» **DESCRIPTION OF THE TASK**: Copy the records below word for word. Stop after the line that contains "async fn closed_channel_reads_as_stop()".

» **Recorded data**:
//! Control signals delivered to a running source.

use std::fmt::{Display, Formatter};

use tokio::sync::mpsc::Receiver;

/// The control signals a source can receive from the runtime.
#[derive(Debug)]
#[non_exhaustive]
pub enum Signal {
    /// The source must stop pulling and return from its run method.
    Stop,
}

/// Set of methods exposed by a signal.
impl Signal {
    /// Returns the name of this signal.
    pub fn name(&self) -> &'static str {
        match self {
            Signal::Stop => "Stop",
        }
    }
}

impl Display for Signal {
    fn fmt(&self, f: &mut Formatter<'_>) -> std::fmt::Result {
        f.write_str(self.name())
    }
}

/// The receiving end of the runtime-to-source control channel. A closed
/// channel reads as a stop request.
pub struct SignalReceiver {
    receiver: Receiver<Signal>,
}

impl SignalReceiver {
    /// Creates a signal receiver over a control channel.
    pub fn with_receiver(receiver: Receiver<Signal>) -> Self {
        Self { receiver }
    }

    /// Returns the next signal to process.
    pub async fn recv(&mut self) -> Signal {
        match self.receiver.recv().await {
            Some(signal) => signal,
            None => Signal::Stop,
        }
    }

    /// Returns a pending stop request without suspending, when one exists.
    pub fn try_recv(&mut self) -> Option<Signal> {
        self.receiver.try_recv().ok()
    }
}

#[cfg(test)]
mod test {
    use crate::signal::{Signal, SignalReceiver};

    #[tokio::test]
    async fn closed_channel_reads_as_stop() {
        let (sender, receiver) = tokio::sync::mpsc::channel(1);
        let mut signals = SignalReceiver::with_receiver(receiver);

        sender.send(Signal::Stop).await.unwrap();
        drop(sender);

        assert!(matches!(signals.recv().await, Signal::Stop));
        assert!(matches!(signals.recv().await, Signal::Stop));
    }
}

» **WRITTEN RESPONSE**:
//! Control signals delivered to a running source.

use std::fmt::{Display, Formatter};

use tokio::sync::mpsc::Receiver;

/// The control signals a source can receive from the runtime.
#[derive(Debug)]
#[non_exhaustive]
pub enum Signal {
    /// The source must stop pulling and return from its run method.
    Stop,
}

/// Set of methods exposed by a signal.
impl Signal {
    /// Returns the name of this signal.
    pub fn name(&self) -> &'static str {
        match self {
            Signal::Stop => "Stop",
        }
    }
}

impl Display for Signal {
    fn fmt(&self, f: &mut Formatter<'_>) -> std::fmt::Result {
        f.write_str(self.name())
    }
}

/// The receiving end of the runtime-to-source control channel. A closed
/// channel reads as a stop request.
pub struct SignalReceiver {
    receiver: Receiver<Signal>,
}

impl SignalReceiver {
    /// Creates a signal receiver over a control channel.
    pub fn with_receiver(receiver: Receiver<Signal>) -> Self {
        Self { receiver }
    }

    /// Returns the next signal to process.
    pub async fn recv(&mut self) -> Signal {
        match self.receiver.recv().await {
            Some(signal) => signal,
            None => Signal::Stop,
        }
    }

    /// Returns a pending stop request without suspending, when one exists.
    pub fn try_recv(&mut self) -> Option<Signal> {
        self.receiver.try_recv().ok()
    }
}

#[cfg(test)]
mod test {
    use crate::signal::{Signal, SignalReceiver};

    #[tokio::test]
    async fn closed_channel_reads_as_stop() {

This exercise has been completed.